- Required action
Every line below that carries the word "record" needs to be copied.

- Data
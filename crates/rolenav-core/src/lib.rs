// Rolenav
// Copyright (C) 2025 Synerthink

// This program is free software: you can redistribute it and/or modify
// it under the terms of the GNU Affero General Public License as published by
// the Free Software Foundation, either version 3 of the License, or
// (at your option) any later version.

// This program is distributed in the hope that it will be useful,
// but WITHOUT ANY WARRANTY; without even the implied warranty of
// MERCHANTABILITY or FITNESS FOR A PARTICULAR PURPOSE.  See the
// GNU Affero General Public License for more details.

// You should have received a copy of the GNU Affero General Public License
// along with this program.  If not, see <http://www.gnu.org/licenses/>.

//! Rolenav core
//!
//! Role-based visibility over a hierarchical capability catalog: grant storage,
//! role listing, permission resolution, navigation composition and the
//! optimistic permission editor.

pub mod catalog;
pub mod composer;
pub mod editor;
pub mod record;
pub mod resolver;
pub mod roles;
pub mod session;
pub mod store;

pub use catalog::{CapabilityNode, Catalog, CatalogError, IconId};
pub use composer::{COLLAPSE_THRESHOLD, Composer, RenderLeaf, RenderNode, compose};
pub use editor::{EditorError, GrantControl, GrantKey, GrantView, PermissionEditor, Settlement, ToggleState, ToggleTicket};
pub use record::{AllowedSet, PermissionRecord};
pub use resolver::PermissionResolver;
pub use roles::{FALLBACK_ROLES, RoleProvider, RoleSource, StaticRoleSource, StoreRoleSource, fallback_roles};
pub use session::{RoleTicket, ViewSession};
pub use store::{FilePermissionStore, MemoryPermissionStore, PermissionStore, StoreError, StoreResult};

- Result for this task
pub mod record;
pub use record::{AllowedSet, PermissionRecord};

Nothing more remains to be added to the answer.